**TASK DETAILS:** Whichever lines include the word "distance", copy them as they appear in the data.

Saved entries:
────────────────

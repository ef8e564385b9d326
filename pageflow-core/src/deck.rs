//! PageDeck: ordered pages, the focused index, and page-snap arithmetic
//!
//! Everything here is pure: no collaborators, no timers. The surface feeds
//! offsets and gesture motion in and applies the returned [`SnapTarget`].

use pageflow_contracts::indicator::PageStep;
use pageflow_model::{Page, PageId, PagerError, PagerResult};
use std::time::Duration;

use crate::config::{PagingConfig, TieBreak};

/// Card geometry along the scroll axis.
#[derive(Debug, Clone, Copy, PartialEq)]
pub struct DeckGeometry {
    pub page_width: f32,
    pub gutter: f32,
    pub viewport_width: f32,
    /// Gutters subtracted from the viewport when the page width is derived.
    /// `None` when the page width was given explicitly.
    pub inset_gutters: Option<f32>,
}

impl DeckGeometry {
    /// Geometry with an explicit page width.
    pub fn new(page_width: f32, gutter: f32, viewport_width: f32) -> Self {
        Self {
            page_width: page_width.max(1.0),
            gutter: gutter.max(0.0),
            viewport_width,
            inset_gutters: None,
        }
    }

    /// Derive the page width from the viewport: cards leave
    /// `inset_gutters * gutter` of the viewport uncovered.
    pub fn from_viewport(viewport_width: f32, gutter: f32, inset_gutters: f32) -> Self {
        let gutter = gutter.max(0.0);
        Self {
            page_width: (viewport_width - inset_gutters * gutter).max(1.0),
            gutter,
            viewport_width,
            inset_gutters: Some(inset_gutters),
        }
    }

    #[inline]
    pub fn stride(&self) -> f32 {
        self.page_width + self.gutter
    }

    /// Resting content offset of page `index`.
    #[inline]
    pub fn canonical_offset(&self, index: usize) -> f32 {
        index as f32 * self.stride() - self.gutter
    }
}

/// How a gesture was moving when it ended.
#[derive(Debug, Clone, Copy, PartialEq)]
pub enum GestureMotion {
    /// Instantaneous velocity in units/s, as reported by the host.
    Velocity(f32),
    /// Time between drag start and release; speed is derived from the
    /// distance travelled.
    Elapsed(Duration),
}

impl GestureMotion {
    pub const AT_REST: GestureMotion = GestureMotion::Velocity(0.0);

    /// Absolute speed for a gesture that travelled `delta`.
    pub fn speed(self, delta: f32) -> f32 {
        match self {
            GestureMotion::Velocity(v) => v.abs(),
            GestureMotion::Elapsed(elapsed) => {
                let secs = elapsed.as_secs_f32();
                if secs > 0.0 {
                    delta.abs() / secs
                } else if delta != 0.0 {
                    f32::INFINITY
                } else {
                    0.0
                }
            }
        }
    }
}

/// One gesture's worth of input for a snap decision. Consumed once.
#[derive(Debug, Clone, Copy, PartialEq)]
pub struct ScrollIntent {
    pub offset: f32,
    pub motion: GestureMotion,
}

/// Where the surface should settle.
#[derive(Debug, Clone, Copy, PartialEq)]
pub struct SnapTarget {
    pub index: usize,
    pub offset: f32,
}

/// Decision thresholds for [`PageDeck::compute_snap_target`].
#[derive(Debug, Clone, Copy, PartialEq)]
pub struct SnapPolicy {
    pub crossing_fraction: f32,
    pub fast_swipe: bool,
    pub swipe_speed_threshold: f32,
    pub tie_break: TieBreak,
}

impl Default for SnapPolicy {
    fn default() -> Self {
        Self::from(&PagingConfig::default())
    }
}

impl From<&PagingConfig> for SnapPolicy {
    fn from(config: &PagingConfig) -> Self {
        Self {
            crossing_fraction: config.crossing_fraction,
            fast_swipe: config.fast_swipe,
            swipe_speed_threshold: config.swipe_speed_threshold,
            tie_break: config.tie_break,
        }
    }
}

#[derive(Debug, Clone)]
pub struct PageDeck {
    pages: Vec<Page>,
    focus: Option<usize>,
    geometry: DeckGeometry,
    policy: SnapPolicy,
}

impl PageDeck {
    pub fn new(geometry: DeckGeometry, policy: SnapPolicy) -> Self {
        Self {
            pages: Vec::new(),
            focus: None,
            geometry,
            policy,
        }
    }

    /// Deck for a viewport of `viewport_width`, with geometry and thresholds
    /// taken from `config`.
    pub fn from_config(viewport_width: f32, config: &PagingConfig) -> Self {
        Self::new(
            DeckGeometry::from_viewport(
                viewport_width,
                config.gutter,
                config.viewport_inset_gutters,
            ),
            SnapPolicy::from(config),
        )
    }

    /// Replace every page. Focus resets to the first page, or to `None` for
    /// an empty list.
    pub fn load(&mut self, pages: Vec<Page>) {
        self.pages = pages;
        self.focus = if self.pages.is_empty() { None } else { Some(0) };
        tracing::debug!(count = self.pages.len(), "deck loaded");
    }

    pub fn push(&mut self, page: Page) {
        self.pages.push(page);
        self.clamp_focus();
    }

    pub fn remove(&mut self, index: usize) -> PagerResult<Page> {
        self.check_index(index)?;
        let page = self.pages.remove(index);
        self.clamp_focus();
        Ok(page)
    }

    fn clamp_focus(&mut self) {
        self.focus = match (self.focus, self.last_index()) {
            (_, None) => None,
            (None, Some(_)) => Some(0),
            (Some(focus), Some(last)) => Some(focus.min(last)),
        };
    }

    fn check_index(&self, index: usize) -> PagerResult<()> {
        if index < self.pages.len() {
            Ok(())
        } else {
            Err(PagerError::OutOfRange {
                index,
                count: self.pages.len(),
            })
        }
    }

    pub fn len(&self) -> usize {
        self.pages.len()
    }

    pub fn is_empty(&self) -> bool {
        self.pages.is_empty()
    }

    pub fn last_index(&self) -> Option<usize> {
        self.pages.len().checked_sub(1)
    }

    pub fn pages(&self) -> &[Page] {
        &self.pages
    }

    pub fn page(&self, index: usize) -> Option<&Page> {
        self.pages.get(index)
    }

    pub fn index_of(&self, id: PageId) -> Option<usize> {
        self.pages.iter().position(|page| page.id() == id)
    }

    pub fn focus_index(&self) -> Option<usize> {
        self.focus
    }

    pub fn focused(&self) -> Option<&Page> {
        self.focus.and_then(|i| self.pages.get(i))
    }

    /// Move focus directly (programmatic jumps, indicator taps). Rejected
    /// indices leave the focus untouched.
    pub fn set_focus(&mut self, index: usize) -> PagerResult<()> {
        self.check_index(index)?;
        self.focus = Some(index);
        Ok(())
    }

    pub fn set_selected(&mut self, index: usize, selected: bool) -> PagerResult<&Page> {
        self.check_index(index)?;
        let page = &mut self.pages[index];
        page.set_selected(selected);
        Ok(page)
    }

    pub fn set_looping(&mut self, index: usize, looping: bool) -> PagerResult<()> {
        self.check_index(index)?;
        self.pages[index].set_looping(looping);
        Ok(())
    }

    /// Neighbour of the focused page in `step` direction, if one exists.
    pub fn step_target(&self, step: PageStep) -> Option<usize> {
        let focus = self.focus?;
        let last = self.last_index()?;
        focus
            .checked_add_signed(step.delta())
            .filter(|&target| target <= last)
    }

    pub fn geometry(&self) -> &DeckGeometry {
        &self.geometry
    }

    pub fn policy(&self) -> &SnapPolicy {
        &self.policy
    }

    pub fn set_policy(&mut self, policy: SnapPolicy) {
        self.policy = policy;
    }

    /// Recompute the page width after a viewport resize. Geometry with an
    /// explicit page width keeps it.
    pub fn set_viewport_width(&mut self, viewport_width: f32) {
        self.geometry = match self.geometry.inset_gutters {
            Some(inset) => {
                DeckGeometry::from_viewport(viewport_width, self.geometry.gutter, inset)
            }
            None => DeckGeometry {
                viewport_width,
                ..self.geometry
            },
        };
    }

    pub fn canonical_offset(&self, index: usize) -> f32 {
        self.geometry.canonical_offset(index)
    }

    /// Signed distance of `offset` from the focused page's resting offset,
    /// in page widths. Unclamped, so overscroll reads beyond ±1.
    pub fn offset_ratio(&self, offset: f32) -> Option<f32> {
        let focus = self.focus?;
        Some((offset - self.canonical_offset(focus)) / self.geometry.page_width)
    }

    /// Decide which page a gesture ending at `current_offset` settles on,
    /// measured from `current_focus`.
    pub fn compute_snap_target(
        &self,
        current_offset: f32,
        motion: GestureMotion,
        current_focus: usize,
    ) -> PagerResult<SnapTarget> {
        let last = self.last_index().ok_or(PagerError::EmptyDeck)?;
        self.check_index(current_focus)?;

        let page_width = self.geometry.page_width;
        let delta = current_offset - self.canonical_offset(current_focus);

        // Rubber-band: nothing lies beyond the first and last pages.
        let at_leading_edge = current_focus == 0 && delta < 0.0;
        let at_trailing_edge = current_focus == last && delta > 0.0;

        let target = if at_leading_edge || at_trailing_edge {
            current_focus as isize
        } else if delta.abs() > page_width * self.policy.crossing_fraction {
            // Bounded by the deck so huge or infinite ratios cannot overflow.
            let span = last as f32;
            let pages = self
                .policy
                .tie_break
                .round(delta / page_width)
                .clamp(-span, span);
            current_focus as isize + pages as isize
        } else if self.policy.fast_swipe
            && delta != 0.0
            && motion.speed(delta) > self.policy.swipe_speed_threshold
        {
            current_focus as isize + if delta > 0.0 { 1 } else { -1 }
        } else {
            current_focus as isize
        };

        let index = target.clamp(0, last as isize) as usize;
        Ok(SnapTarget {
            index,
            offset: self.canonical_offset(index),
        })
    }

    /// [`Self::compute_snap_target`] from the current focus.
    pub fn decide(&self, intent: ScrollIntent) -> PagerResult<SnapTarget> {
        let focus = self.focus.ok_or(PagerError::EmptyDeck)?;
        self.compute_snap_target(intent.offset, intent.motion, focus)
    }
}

────────────────

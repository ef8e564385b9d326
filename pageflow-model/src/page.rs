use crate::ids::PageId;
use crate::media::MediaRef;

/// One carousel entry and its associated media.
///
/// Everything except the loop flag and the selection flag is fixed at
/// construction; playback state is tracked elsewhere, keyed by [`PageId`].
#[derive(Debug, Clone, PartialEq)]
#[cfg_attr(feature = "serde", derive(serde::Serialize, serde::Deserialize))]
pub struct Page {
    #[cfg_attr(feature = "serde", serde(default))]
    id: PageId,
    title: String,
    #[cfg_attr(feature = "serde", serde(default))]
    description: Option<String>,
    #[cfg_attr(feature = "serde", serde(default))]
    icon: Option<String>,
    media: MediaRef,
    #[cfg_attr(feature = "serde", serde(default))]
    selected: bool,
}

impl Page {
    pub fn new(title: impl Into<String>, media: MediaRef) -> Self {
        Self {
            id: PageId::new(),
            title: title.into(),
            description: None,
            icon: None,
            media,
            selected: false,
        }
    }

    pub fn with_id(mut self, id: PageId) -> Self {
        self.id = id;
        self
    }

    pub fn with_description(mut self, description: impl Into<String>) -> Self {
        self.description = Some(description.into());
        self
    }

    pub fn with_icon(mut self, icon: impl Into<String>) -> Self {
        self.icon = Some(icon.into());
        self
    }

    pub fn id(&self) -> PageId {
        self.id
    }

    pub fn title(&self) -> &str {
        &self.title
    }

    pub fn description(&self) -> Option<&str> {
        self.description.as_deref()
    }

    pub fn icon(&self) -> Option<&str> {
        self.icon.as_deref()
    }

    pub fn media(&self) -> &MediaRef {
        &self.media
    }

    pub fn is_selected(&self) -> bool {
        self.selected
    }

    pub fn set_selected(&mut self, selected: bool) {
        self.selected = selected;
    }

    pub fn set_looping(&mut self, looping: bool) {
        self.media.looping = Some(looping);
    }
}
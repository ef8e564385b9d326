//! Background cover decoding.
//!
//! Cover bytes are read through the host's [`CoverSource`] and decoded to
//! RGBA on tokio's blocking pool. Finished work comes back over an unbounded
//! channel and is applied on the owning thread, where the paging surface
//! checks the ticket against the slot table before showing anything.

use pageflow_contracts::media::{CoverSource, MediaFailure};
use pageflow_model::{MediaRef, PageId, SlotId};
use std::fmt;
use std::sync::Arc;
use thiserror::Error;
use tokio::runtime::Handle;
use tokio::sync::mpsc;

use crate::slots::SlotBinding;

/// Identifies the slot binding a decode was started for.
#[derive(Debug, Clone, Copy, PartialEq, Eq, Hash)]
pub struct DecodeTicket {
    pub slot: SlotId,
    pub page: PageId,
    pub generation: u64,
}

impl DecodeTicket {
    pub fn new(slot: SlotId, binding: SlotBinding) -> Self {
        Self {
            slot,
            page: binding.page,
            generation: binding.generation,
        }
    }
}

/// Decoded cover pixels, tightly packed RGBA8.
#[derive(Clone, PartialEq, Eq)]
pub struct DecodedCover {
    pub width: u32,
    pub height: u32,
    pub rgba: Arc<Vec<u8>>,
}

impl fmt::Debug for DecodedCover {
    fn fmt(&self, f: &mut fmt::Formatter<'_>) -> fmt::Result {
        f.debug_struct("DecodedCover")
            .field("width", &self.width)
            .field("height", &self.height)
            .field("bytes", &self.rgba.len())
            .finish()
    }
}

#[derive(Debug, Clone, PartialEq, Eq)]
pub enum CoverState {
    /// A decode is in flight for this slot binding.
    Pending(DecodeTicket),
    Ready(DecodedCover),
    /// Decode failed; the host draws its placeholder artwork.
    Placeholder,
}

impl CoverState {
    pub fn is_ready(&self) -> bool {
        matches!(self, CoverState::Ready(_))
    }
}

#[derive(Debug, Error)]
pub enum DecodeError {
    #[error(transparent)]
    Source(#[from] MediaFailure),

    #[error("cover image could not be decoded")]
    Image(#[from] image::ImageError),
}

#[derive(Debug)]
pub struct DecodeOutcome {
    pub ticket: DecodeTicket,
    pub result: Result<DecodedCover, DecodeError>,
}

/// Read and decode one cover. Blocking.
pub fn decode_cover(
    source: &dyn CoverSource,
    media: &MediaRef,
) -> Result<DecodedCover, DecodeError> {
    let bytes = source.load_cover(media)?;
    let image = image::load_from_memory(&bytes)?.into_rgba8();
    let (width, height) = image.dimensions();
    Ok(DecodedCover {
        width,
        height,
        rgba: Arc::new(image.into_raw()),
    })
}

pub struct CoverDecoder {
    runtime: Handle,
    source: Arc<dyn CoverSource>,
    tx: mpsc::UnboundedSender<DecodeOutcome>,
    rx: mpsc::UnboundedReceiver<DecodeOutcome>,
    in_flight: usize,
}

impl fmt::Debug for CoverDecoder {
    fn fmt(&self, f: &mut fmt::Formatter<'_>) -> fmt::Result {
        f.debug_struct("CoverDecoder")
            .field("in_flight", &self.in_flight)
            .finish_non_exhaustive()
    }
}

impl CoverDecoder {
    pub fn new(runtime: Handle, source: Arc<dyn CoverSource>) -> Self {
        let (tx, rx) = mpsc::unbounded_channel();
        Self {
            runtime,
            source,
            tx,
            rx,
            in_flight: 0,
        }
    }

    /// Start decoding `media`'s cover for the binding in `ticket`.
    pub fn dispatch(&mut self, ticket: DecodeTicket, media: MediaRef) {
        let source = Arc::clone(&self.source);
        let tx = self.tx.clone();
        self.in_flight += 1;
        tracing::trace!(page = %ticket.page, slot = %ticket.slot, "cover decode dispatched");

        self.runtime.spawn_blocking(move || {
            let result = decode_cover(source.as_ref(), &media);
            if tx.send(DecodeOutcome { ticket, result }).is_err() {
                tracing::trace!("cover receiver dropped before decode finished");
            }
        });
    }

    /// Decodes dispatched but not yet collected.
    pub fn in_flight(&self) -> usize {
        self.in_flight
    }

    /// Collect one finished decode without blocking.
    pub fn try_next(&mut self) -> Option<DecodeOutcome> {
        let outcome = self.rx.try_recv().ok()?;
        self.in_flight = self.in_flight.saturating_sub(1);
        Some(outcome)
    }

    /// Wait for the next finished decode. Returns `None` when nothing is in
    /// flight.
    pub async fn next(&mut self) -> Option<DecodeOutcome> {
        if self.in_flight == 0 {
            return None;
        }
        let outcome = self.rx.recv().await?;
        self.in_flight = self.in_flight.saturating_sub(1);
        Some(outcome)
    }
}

────────────────

**ANSWER TO THE PROBLEM:**
    /// distance travelled.
    /// Signed distance of `offset` from the focused page's resting offset,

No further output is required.